Evolution of transcription factor binding sites in mammalian gene regulatory regions: handling counterintuitive results.

The remodeling of transcription factor binding sites is one of the major engines of evolutionary change, yet almost all available examples of this involve sites from regulatory modules brought online during development. Developmental modules are known to enjoy some type of canalization, which allows considerably more cryptic change than would be assumed for nondevelopmental modules. It remains an open question, then, how frequently binding site remodeling occurs in general. There are strong intuitive reasons to expect that regulatory constancy, and hence binding site conservation in general, is the rule, yet little systematic work has been done to verify this. In the present article, we show that the most obvious way of approaching this problem--which is simply to collect experimentally verified binding sites from the literature without further analysis, create multispecies alignments, and apply conservation algorithms--leads to counterintuitive and ultimately inaccurate results.
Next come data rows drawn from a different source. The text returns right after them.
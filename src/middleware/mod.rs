// SPDX-License-Identifier: MIT
// Copyright 2026 Rider Saathi contributors

//! Middleware modules.

pub mod security;

pub use security::add_security_headers;
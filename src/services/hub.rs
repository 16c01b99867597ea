// SPDX-License-Identifier: MIT
// Copyright 2026 Rider Saathi contributors

//! Registry of live real-time connections and their outbound queues.
//!
//! Business logic only enqueues typed events here; each connection's sender
//! task owns serialisation and the socket itself.

use crate::models::{ConnectionId, ServerEvent};
use dashmap::DashMap;
use tokio::sync::mpsc;

/// Items queued for delivery to one connection.
#[derive(Debug, Clone, PartialEq)]
pub enum Outbound {
    Event(ServerEvent),
    Ping,
    Close,
}

pub type OutboundSender = mpsc::UnboundedSender<Outbound>;
pub type OutboundReceiver = mpsc::UnboundedReceiver<Outbound>;

/// Metadata for a single connection.
#[derive(Debug)]
pub struct Connection {
    /// Set once the client joins its user room.
    pub user_id: Option<String>,
    pub sender: OutboundSender,
}

/// All live connections.
#[derive(Debug, Default)]
pub struct ConnectionHub {
    connections: DashMap<ConnectionId, Connection>,
}

impl ConnectionHub {
    pub fn new() -> Self {
        Self::default()
    }

    /// Register a connection and return the receiving half of its queue.
    pub fn add(&self, conn_id: ConnectionId) -> OutboundReceiver {
        let (tx, rx) = mpsc::unbounded_channel();
        self.connections.insert(
            conn_id,
            Connection {
                user_id: None,
                sender: tx,
            },
        );
        rx
    }

    /// Put a connection in a user's room. Returns `false` for unknown connections.
    pub fn join(&self, conn_id: ConnectionId, user_id: &str) -> bool {
        match self.connections.get_mut(&conn_id) {
            Some(mut conn) => {
                if conn.user_id.as_deref() != Some(user_id) {
                    conn.user_id = Some(user_id.to_string());
                }
                true
            }
            None => false,
        }
    }

    pub fn remove(&self, conn_id: ConnectionId) -> Option<Connection> {
        self.connections.remove(&conn_id).map(|(_, conn)| conn)
    }

    /// Queue an event for one connection.
    ///
    /// Returns `false` if the connection is gone or its receiver was dropped.
    pub fn send(&self, conn_id: ConnectionId, event: ServerEvent) -> bool {
        match self.connections.get(&conn_id) {
            Some(conn) => conn.sender.send(Outbound::Event(event)).is_ok(),
            None => false,
        }
    }

    /// Queue an event for every connection in a user's room.
    ///
    /// Returns the number of connections the event was queued for.
    pub fn send_to_user(&self, user_id: &str, event: &ServerEvent) -> usize {
        self.connections
            .iter()
            .filter(|c| c.user_id.as_deref() == Some(user_id))
            .filter(|c| c.sender.send(Outbound::Event(event.clone())).is_ok())
            .count()
    }

    pub fn connection_count(&self) -> usize {
        self.connections.len()
    }

    /// Queue a Ping for every connection.
    pub fn ping_all(&self) {
        for conn in self.connections.iter() {
            let _ = conn.sender.send(Outbound::Ping);
        }
    }

    /// Queue a Close for every connection, then forget them all.
    pub fn shutdown_all(&self) {
        let count = self.connections.len();
        for conn in self.connections.iter() {
            let _ = conn.sender.send(Outbound::Close);
        }
        self.connections.clear();
        tracing::info!(count, "Closed all WebSocket connections");
    }
}

#[cfg(test)]
mod tests {
    use super::*;
    use uuid::Uuid;

    fn event() -> ServerEvent {
        ServerEvent::RidersNearby(vec![])
    }

    #[test]
    fn test_send_to_user_reaches_every_room_member() {
        let hub = ConnectionHub::new();
        let (a1, a2, b) = (Uuid::new_v4(), Uuid::new_v4(), Uuid::new_v4());
        let mut rx_a1 = hub.add(a1);
        let mut rx_a2 = hub.add(a2);
        let mut rx_b = hub.add(b);
        hub.join(a1, "alice");
        hub.join(a2, "alice");
        hub.join(b, "bob");

        assert_eq!(hub.send_to_user("alice", &event()), 2);
        assert_eq!(rx_a1.try_recv().unwrap(), Outbound::Event(event()));
        assert_eq!(rx_a2.try_recv().unwrap(), Outbound::Event(event()));
        assert!(rx_b.try_recv().is_err());
    }

    #[test]
    fn test_send_to_dropped_receiver() {
        let hub = ConnectionHub::new();
        let conn = Uuid::new_v4();
        drop(hub.add(conn));
        assert!(!hub.send(conn, event()));
        assert!(!hub.send(Uuid::new_v4(), event()));
    }

    #[test]
    fn test_join_unknown_connection() {
        let hub = ConnectionHub::new();
        assert!(!hub.join(Uuid::new_v4(), "alice"));
    }

    #[test]
    fn test_shutdown_all_sends_close() {
        let hub = ConnectionHub::new();
        let conn = Uuid::new_v4();
        let mut rx = hub.add(conn);
        hub.ping_all();
        hub.shutdown_all();

        assert_eq!(rx.try_recv().unwrap(), Outbound::Ping);
        assert_eq!(rx.try_recv().unwrap(), Outbound::Close);
        assert_eq!(hub.connection_count(), 0);
    }
}
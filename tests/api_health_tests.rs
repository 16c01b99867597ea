// SPDX-License-Identifier: MIT
// Copyright 2026 Rider Saathi contributors

//! Health and stats endpoint tests.

use axum::http::StatusCode;
use rider_saathi::models::{CreateEmergencyRequest, EmergencyStatus, Location, LocationUpdate};
use tower::ServiceExt;

mod common;

fn update(user_id: &str, lat: f64, lng: f64) -> LocationUpdate {
    LocationUpdate {
        user_id: user_id.to_string(),
        location: Location::new(lat, lng),
        accuracy: None,
        timestamp: None,
    }
}

#[tokio::test]
async fn test_health_on_empty_state() {
    let (app, _) = common::create_test_app();

    let response = app
        .oneshot(common::get_request("/api/health"))
        .await
        .unwrap();

    assert_eq!(response.status(), StatusCode::OK);
    assert_eq!(
        response.headers().get("X-Content-Type-Options").unwrap(),
        "nosniff"
    );

    let body = common::read_json(response).await;
    assert_eq!(body["status"], "OK");
    assert_eq!(body["activeRiders"], 0);
    assert_eq!(body["activeEmergencies"], 0);
    assert!(body["timestamp"].as_str().unwrap().ends_with('Z'));
}

#[tokio::test]
async fn test_health_counts_online_riders_and_active_emergencies() {
    let (app, state) = common::create_test_app();
    let service = &state.broadcast;

    let (conn, _rx) = service.connect();
    service
        .update_location(Some(conn), update("a", 28.6139, 77.2090))
        .unwrap();
    service.update_location(None, update("b", 28.6, 77.2)).unwrap();
    service.disconnect(conn);

    let req = CreateEmergencyRequest {
        user_id: "b".to_string(),
        kind: "breakdown".to_string(),
        message: None,
        location: Location::new(28.6, 77.2),
    };
    let resolved = service.create_emergency(None, &req);
    service.create_emergency(None, &req);
    service
        .update_status(resolved.id, EmergencyStatus::Resolved, "b")
        .unwrap();

    let response = app
        .oneshot(common::get_request("/api/health"))
        .await
        .unwrap();
    let body = common::read_json(response).await;

    assert_eq!(body["activeRiders"], 1);
    assert_eq!(body["activeEmergencies"], 1);
}

#[tokio::test]
async fn test_stats_aggregates() {
    let (app, state) = common::create_test_app();
    let service = &state.broadcast;

    let (conn, _rx) = service.connect();
    service
        .update_location(Some(conn), update("a", 28.6139, 77.2090))
        .unwrap();
    service.update_location(None, update("b", 28.6, 77.2)).unwrap();
    service.update_location(None, update("c", 28.7, 77.3)).unwrap();
    service.disconnect(conn);
    let (_other, _rx2) = service.connect();

    let emergency = service.create_emergency(
        None,
        &CreateEmergencyRequest {
            user_id: "b".to_string(),
            kind: "accident".to_string(),
            message: Some("need help".to_string()),
            location: Location::new(28.6, 77.2),
        },
    );
    service
        .respond(
            emergency.id,
            &rider_saathi::models::RespondRequest {
                user_id: "c".to_string(),
                response_type: "on-my-way".to_string(),
                message: None,
            },
        )
        .unwrap();

    let response = app.oneshot(common::get_request("/api/stats")).await.unwrap();
    assert_eq!(response.status(), StatusCode::OK);
    let body = common::read_json(response).await;

    assert_eq!(body["riders"]["total"], 3);
    assert_eq!(body["riders"]["online"], 2);
    assert_eq!(body["riders"]["offline"], 1);
    assert_eq!(body["emergencies"]["total"], 1);
    assert_eq!(body["emergencies"]["active"], 1);
    assert_eq!(body["emergencies"]["resolved"], 0);
    assert_eq!(body["emergencies"]["responses"], 1);
    assert_eq!(body["connections"], 1);
    assert!(body["uptimeSeconds"].as_i64().unwrap() >= 0);
}

#[tokio::test]
async fn test_unknown_route_is_404() {
    let (app, _) = common::create_test_app();
    let response = app
        .oneshot(common::get_request("/api/nope"))
        .await
        .unwrap();
    assert_eq!(response.status(), StatusCode::NOT_FOUND);
}
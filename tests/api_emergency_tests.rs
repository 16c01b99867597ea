// SPDX-License-Identifier: MIT
// Copyright 2026 Rider Saathi contributors

//! Emergency endpoint tests.

use axum::http::StatusCode;
use rider_saathi::models::{EmergencyStatus, Location, LocationUpdate, ServerEvent};
use rider_saathi::services::Outbound;
use serde_json::{json, Value};
use tower::ServiceExt;
use uuid::Uuid;

mod common;

fn create_body(user_id: &str, lat: f64, lng: f64) -> Value {
    json!({
        "userId": user_id,
        "type": "accident",
        "message": "Bike skidded near the flyover",
        "location": {"lat": lat, "lng": lng}
    })
}

async fn create(app: &axum::Router, user_id: &str, lat: f64, lng: f64) -> Value {
    let response = app
        .clone()
        .oneshot(common::json_request(
            "POST",
            "/api/emergency/create",
            create_body(user_id, lat, lng),
        ))
        .await
        .unwrap();
    assert_eq!(response.status(), StatusCode::CREATED);
    common::read_json(response).await
}

#[tokio::test]
async fn test_create_emergency_returns_record() {
    let (app, state) = common::create_test_app();

    let body = create(&app, "u1", 28.6139, 77.2090).await;

    assert_eq!(body["userId"], "u1");
    assert_eq!(body["type"], "accident");
    assert_eq!(body["status"], "active");
    assert_eq!(body["responses"], json!([]));
    assert_eq!(body["location"]["lat"], 28.6139);
    let id: Uuid = body["id"].as_str().unwrap().parse().unwrap();
    assert!(state.broadcast.emergencies().get(id).is_some());
}

#[tokio::test]
async fn test_create_emergency_alerts_online_riders_in_radius() {
    let (app, state) = common::create_test_app();
    let service = &state.broadcast;

    let (near_conn, mut near_rx) = service.connect();
    let (far_conn, mut far_rx) = service.connect();
    let (creator_conn, mut creator_rx) = service.connect();
    for (conn, user, lat, lng) in [
        (near_conn, "near", 28.6145, 77.2100),
        (far_conn, "far", 19.0760, 72.8777),
        (creator_conn, "u1", 28.6139, 77.2090),
    ] {
        service
            .update_location(
                Some(conn),
                LocationUpdate {
                    user_id: user.to_string(),
                    location: Location::new(lat, lng),
                    accuracy: None,
                    timestamp: None,
                },
            )
            .unwrap();
    }
    while near_rx.try_recv().is_ok() {}
    while far_rx.try_recv().is_ok() {}
    while creator_rx.try_recv().is_ok() {}

    create(&app, "u1", 28.6139, 77.2090).await;

    match near_rx.try_recv().unwrap() {
        Outbound::Event(ServerEvent::EmergencyAlert(alert)) => {
            assert_eq!(alert.emergency.user_id, "u1");
            assert!(alert.distance < 200.0);
        }
        other => panic!("unexpected outbound {:?}", other),
    }
    assert!(far_rx.try_recv().is_err());
    assert!(creator_rx.try_recv().is_err());
}

#[tokio::test]
async fn test_create_emergency_rejects_invalid_body() {
    let bodies = [
        json!({"userId": "u1", "location": {"lat": 28.6, "lng": 77.2}}),
        json!({"userId": "u1", "type": "accident", "location": {"lat": 28.6, "lng": 181.0}}),
        json!({"userId": "", "type": "accident", "location": {"lat": 28.6, "lng": 77.2}}),
    ];

    for body in bodies {
        let (app, state) = common::create_test_app();
        let response = app
            .oneshot(common::json_request("POST", "/api/emergency/create", body.clone()))
            .await
            .unwrap();
        assert_eq!(response.status(), StatusCode::BAD_REQUEST, "body {body}");
        assert_eq!(state.broadcast.stats().emergencies.total, 0);
    }
}

#[tokio::test]
async fn test_nearby_emergencies_active_only_and_sorted() {
    let (app, state) = common::create_test_app();

    let far = create(&app, "u1", 28.6300, 77.2200).await;
    let near = create(&app, "u2", 28.6145, 77.2100).await;
    let resolved = create(&app, "u3", 28.6140, 77.2091).await;
    create(&app, "u4", 19.0760, 72.8777).await;

    let resolved_id: Uuid = resolved["id"].as_str().unwrap().parse().unwrap();
    state
        .broadcast
        .update_status(resolved_id, EmergencyStatus::Resolved, "u3")
        .unwrap();

    let response = app
        .oneshot(common::json_request(
            "POST",
            "/api/emergency/nearby",
            json!({"location": {"lat": 28.6139, "lng": 77.2090}}),
        ))
        .await
        .unwrap();
    assert_eq!(response.status(), StatusCode::OK);

    let body = common::read_json(response).await;
    let list = body.as_array().unwrap();
    let ids: Vec<&Value> = list.iter().map(|e| &e["id"]).collect();
    assert_eq!(ids, vec![&near["id"], &far["id"]]);
    assert!(list[0]["distance"].as_f64().unwrap() < list[1]["distance"].as_f64().unwrap());
    assert_eq!(list[0]["type"], "accident");
}

#[tokio::test]
async fn test_respond_appends_and_notifies_creator() {
    let (app, state) = common::create_test_app();
    let created = create(&app, "u1", 28.6139, 77.2090).await;
    let id = created["id"].as_str().unwrap().to_string();

    let (conn, mut rx) = state.broadcast.connect();
    state.broadcast.join_user_room(conn, "u1");

    let response = app
        .oneshot(common::json_request(
            "POST",
            &format!("/api/emergency/{id}/respond"),
            json!({"userId": "u2", "responseType": "on-my-way", "message": "5 minutes"}),
        ))
        .await
        .unwrap();
    assert_eq!(response.status(), StatusCode::OK);

    let body = common::read_json(response).await;
    let responses = body["responses"].as_array().unwrap();
    assert_eq!(responses.len(), 1);
    assert_eq!(responses[0]["userId"], "u2");
    assert_eq!(responses[0]["responseType"], "on-my-way");
    assert_eq!(responses[0]["message"], "5 minutes");

    match rx.try_recv().unwrap() {
        Outbound::Event(ServerEvent::EmergencyResponse(notice)) => {
            assert_eq!(notice.emergency_id.to_string(), id);
            assert_eq!(notice.user_id, "u2");
            assert_eq!(notice.response_type, "on-my-way");
        }
        other => panic!("unexpected outbound {:?}", other),
    }
}

#[tokio::test]
async fn test_respond_unknown_emergency_is_404() {
    for id in [Uuid::new_v4().to_string(), "does-not-exist".to_string()] {
        let (app, _) = common::create_test_app();
        let response = app
            .oneshot(common::json_request(
                "POST",
                &format!("/api/emergency/{id}/respond"),
                json!({"userId": "u2", "responseType": "on-my-way"}),
            ))
            .await
            .unwrap();
        assert_eq!(response.status(), StatusCode::NOT_FOUND);
        let body = common::read_json(response).await;
        assert_eq!(body["error"], "not_found");
    }
}

#[tokio::test]
async fn test_status_update_by_non_creator_is_forbidden() {
    let (app, state) = common::create_test_app();
    let created = create(&app, "u1", 28.6139, 77.2090).await;
    let id = created["id"].as_str().unwrap().to_string();

    let response = app
        .oneshot(common::json_request(
            "PATCH",
            &format!("/api/emergency/{id}"),
            json!({"status": "resolved", "userId": "u2"}),
        ))
        .await
        .unwrap();
    assert_eq!(response.status(), StatusCode::FORBIDDEN);

    let stored = state
        .broadcast
        .emergencies()
        .get(id.parse().unwrap())
        .unwrap();
    assert_eq!(stored.status, EmergencyStatus::Active);
}

#[tokio::test]
async fn test_status_update_by_creator() {
    let (app, state) = common::create_test_app();
    let created = create(&app, "u1", 28.6139, 77.2090).await;
    let id = created["id"].as_str().unwrap().to_string();

    let (conn, mut rx) = state.broadcast.connect();
    state.broadcast.join_user_room(conn, "u1");

    let response = app
        .clone()
        .oneshot(common::json_request(
            "PATCH",
            &format!("/api/emergency/{id}"),
            json!({"status": "resolved", "userId": "u1"}),
        ))
        .await
        .unwrap();
    assert_eq!(response.status(), StatusCode::OK);
    let body = common::read_json(response).await;
    assert_eq!(body["status"], "resolved");

    match rx.try_recv().unwrap() {
        Outbound::Event(ServerEvent::EmergencyUpdate(record)) => {
            assert_eq!(record.status, EmergencyStatus::Resolved);
        }
        other => panic!("unexpected outbound {:?}", other),
    }

    // Resolved emergencies drop out of nearby queries.
    let response = app
        .oneshot(common::json_request(
            "POST",
            "/api/emergency/nearby",
            json!({"location": {"lat": 28.6139, "lng": 77.2090}}),
        ))
        .await
        .unwrap();
    let body = common::read_json(response).await;
    assert!(body.as_array().unwrap().is_empty());
}

#[tokio::test]
async fn test_status_update_rejects_unknown_status() {
    let (app, _) = common::create_test_app();
    let created = create(&app, "u1", 28.6139, 77.2090).await;
    let id = created["id"].as_str().unwrap().to_string();

    let response = app
        .oneshot(common::json_request(
            "PATCH",
            &format!("/api/emergency/{id}"),
            json!({"status": "cancelled", "userId": "u1"}),
        ))
        .await
        .unwrap();
    assert_eq!(response.status(), StatusCode::BAD_REQUEST);
}
// SPDX-License-Identifier: MIT
// Copyright 2026 Rider Saathi contributors

//! Request extractors.

use crate::error::AppError;
use axum::{
    extract::{FromRequest, Request},
    Json,
};
use serde::de::DeserializeOwned;
use validator::Validate;

/// JSON body that has been deserialized and validated.
///
/// Every rejection, including axum's 415 and 422 cases, becomes a 400.
pub struct ValidatedJson<T>(pub T);

impl<T, S> FromRequest<S> for ValidatedJson<T>
where
    T: DeserializeOwned + Validate,
    S: Send + Sync,
{
    type Rejection = AppError;

    async fn from_request(req: Request, state: &S) -> Result<Self, Self::Rejection> {
        let Json(value) = Json::<T>::from_request(req, state)
            .await
            .map_err(|rejection| AppError::BadRequest(rejection.body_text()))?;
        value.validate()?;
        Ok(Self(value))
    }
}
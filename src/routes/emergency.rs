// SPDX-License-Identifier: MIT
// Copyright 2026 Rider Saathi contributors

//! Emergency alert routes.

use crate::error::{AppError, Result};
use crate::extract::ValidatedJson;
use crate::models::{
    CreateEmergencyRequest, EmergencyRecord, NearbyEmergenciesRequest, NearbyEmergency,
    RespondRequest, StatusUpdateRequest,
};
use crate::AppState;
use axum::{
    extract::{Path, State},
    http::StatusCode,
    routing::{patch, post},
    Json, Router,
};
use std::sync::Arc;
use uuid::Uuid;

pub fn routes() -> Router<Arc<AppState>> {
    Router::new()
        .route("/api/emergency/create", post(create_emergency))
        .route("/api/emergency/nearby", post(nearby_emergencies))
        .route("/api/emergency/{id}/respond", post(respond))
        .route("/api/emergency/{id}", patch(update_status))
}

/// Any ID that is not a UUID cannot name a stored emergency.
fn parse_emergency_id(raw: &str) -> Result<Uuid> {
    Uuid::parse_str(raw).map_err(|_| AppError::NotFound(format!("Emergency {raw} not found")))
}

/// Raise an emergency and alert riders within the alert radius.
async fn create_emergency(
    State(state): State<Arc<AppState>>,
    ValidatedJson(req): ValidatedJson<CreateEmergencyRequest>,
) -> Result<(StatusCode, Json<EmergencyRecord>)> {
    let emergency = state.broadcast.create_emergency(None, &req);
    Ok((StatusCode::CREATED, Json(emergency)))
}

/// Active emergencies near a point, nearest first.
async fn nearby_emergencies(
    State(state): State<Arc<AppState>>,
    ValidatedJson(req): ValidatedJson<NearbyEmergenciesRequest>,
) -> Result<Json<Vec<NearbyEmergency>>> {
    Ok(Json(
        state
            .broadcast
            .nearby_emergencies(&req.location, req.radius),
    ))
}

/// Record a response; the creator is notified over the real-time channel.
async fn respond(
    State(state): State<Arc<AppState>>,
    Path(id): Path<String>,
    ValidatedJson(req): ValidatedJson<RespondRequest>,
) -> Result<Json<EmergencyRecord>> {
    let id = parse_emergency_id(&id)?;
    Ok(Json(state.broadcast.respond(id, &req)?))
}

/// Change status. Only the creator may do this (403 otherwise).
async fn update_status(
    State(state): State<Arc<AppState>>,
    Path(id): Path<String>,
    ValidatedJson(req): ValidatedJson<StatusUpdateRequest>,
) -> Result<Json<EmergencyRecord>> {
    let id = parse_emergency_id(&id)?;
    Ok(Json(
        state
            .broadcast
            .update_status(id, req.status, &req.user_id)?,
    ))
}
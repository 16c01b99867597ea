// SPDX-License-Identifier: MIT
// Copyright 2026 Rider Saathi contributors

//! Rider proximity routes.

use crate::error::Result;
use crate::extract::ValidatedJson;
use crate::models::{NearbyRider, NearbyRidersRequest};
use crate::AppState;
use axum::{extract::State, routing::post, Json, Router};
use std::sync::Arc;

pub fn routes() -> Router<Arc<AppState>> {
    Router::new().route("/api/riders/nearby", post(nearby_riders))
}

/// Online riders near the given point, excluding the caller, nearest first.
///
/// Read-only: the caller's stored position is not updated.
async fn nearby_riders(
    State(state): State<Arc<AppState>>,
    ValidatedJson(req): ValidatedJson<NearbyRidersRequest>,
) -> Result<Json<Vec<NearbyRider>>> {
    let riders = state
        .broadcast
        .nearby_riders_at(&req.user_id, &req.location, req.radius);

    tracing::debug!(
        user_id = %req.user_id,
        radius = ?req.radius,
        found = riders.len(),
        "Nearby riders query"
    );

    Ok(Json(riders))
}
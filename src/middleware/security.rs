// SPDX-License-Identifier: MIT
// Copyright 2026 Rider Saathi contributors

//! Response hardening headers for the JSON API.

use axum::{extract::Request, http::HeaderValue, middleware::Next, response::Response};

/// Headers stamped on every response. Rider positions must never be cached.
const API_HEADERS: [(&str, &str); 4] = [
    ("X-Content-Type-Options", "nosniff"),
    ("X-Frame-Options", "DENY"),
    ("Referrer-Policy", "no-referrer"),
    ("Cache-Control", "no-store"),
];

/// Add security headers to all responses.
pub async fn add_security_headers(req: Request, next: Next) -> Response {
    let mut response = next.run(req).await;
    let headers = response.headers_mut();

    for (name, value) in API_HEADERS {
        headers.insert(name, HeaderValue::from_static(value));
    }

    response
}
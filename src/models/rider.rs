// SPDX-License-Identifier: MIT
// Copyright 2026 Rider Saathi contributors

//! Rider directory records and proximity query shapes.

use super::{ConnectionId, Location, MAX_RADIUS_METERS, MAX_USER_ID_LEN};
use crate::time_utils::ClientTimestamp;
use chrono::{DateTime, Utc};
use serde::{Deserialize, Serialize};
#[cfg(feature = "binding-generation")]
use ts_rs::TS;
use validator::Validate;

/// Last known state of a rider. Owned by the rider directory.
#[derive(Debug, Clone, Serialize, Deserialize)]
#[serde(rename_all = "camelCase")]
pub struct RiderRecord {
    pub user_id: String,
    pub location: Location,
    /// Reported GPS accuracy in meters
    pub accuracy: Option<f64>,
    /// Server time of the last update
    pub last_seen: DateTime<Utc>,
    pub is_online: bool,
    /// Connection the most recent update arrived on
    pub socket_id: Option<ConnectionId>,
    /// Client clock at the time of the fix, if sent
    pub reported_at: Option<DateTime<Utc>>,
}

/// A rider found by a proximity scan.
#[derive(Debug, Clone, Serialize, Deserialize, PartialEq)]
#[serde(rename_all = "camelCase")]
#[cfg_attr(feature = "binding-generation", derive(TS))]
#[cfg_attr(
    feature = "binding-generation",
    ts(export, export_to = "web/src/lib/generated/")
)]
pub struct NearbyRider {
    pub user_id: String,
    pub location: Location,
    pub accuracy: Option<f64>,
    /// Distance from the query origin in meters
    pub distance: f64,
    pub last_seen: DateTime<Utc>,
}

impl NearbyRider {
    pub(crate) fn from_record(record: &RiderRecord, distance: f64) -> Self {
        Self {
            user_id: record.user_id.clone(),
            location: record.location,
            accuracy: record.accuracy,
            distance,
            last_seen: record.last_seen,
        }
    }
}

/// `location-update` payload.
#[derive(Debug, Clone, Serialize, Deserialize, Validate)]
#[serde(rename_all = "camelCase")]
pub struct LocationUpdate {
    #[validate(length(min = 1, max = MAX_USER_ID_LEN))]
    pub user_id: String,
    #[validate(nested)]
    pub location: Location,
    #[validate(range(min = 0.0))]
    pub accuracy: Option<f64>,
    #[serde(default, deserialize_with = "crate::time_utils::deserialize_lenient_timestamp")]
    pub timestamp: Option<ClientTimestamp>,
}

/// Body of `POST /api/riders/nearby`.
#[derive(Debug, Clone, Deserialize, Validate)]
#[serde(rename_all = "camelCase")]
pub struct NearbyRidersRequest {
    #[validate(length(min = 1, max = MAX_USER_ID_LEN))]
    pub user_id: String,
    #[validate(nested)]
    pub location: Location,
    #[validate(range(exclusive_min = 0.0, max = MAX_RADIUS_METERS))]
    pub radius: Option<f64>,
}

#[cfg(test)]
mod tests {
    use super::*;

    #[test]
    fn test_location_update_parses_camel_case() {
        let update: LocationUpdate = serde_json::from_str(
            r#"{"userId":"u1","location":{"lat":28.6,"lng":77.2},"accuracy":8.5,"timestamp":1700000000000}"#,
        )
        .unwrap();
        assert_eq!(update.user_id, "u1");
        assert_eq!(update.accuracy, Some(8.5));
        assert!(update.validate().is_ok());
    }

    #[test]
    fn test_location_update_rejects_bad_coordinates() {
        let update = LocationUpdate {
            user_id: "u1".to_string(),
            location: Location::new(123.0, 77.2),
            accuracy: None,
            timestamp: None,
        };
        assert!(update.validate().is_err());
    }

    #[test]
    fn test_nearby_request_radius_bounds() {
        let mut req = NearbyRidersRequest {
            user_id: "u1".to_string(),
            location: Location::new(28.6, 77.2),
            radius: Some(0.0),
        };
        assert!(req.validate().is_err());

        req.radius = Some(MAX_RADIUS_METERS + 1.0);
        assert!(req.validate().is_err());

        req.radius = None;
        assert!(req.validate().is_ok());
    }
}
This is because of the low complexity of typical binding sites and, consequently, because of the frequency with which strings resembling legitimate sites occur throughout the genome. In vitro results can easily be confounded by this. Applying one traditional conservation algorithm and two novel algorithms to a data set that ought to be representative of binding sites in general, but which is taken from the literature directly, we find that only 58% of sites appear to be conserved. However, after the data set is carefully vetted against binding site overloading, and after the likelihood of a specific type of compensatory evolution is evaluated, conservation rates as high as 94% appear reasonable.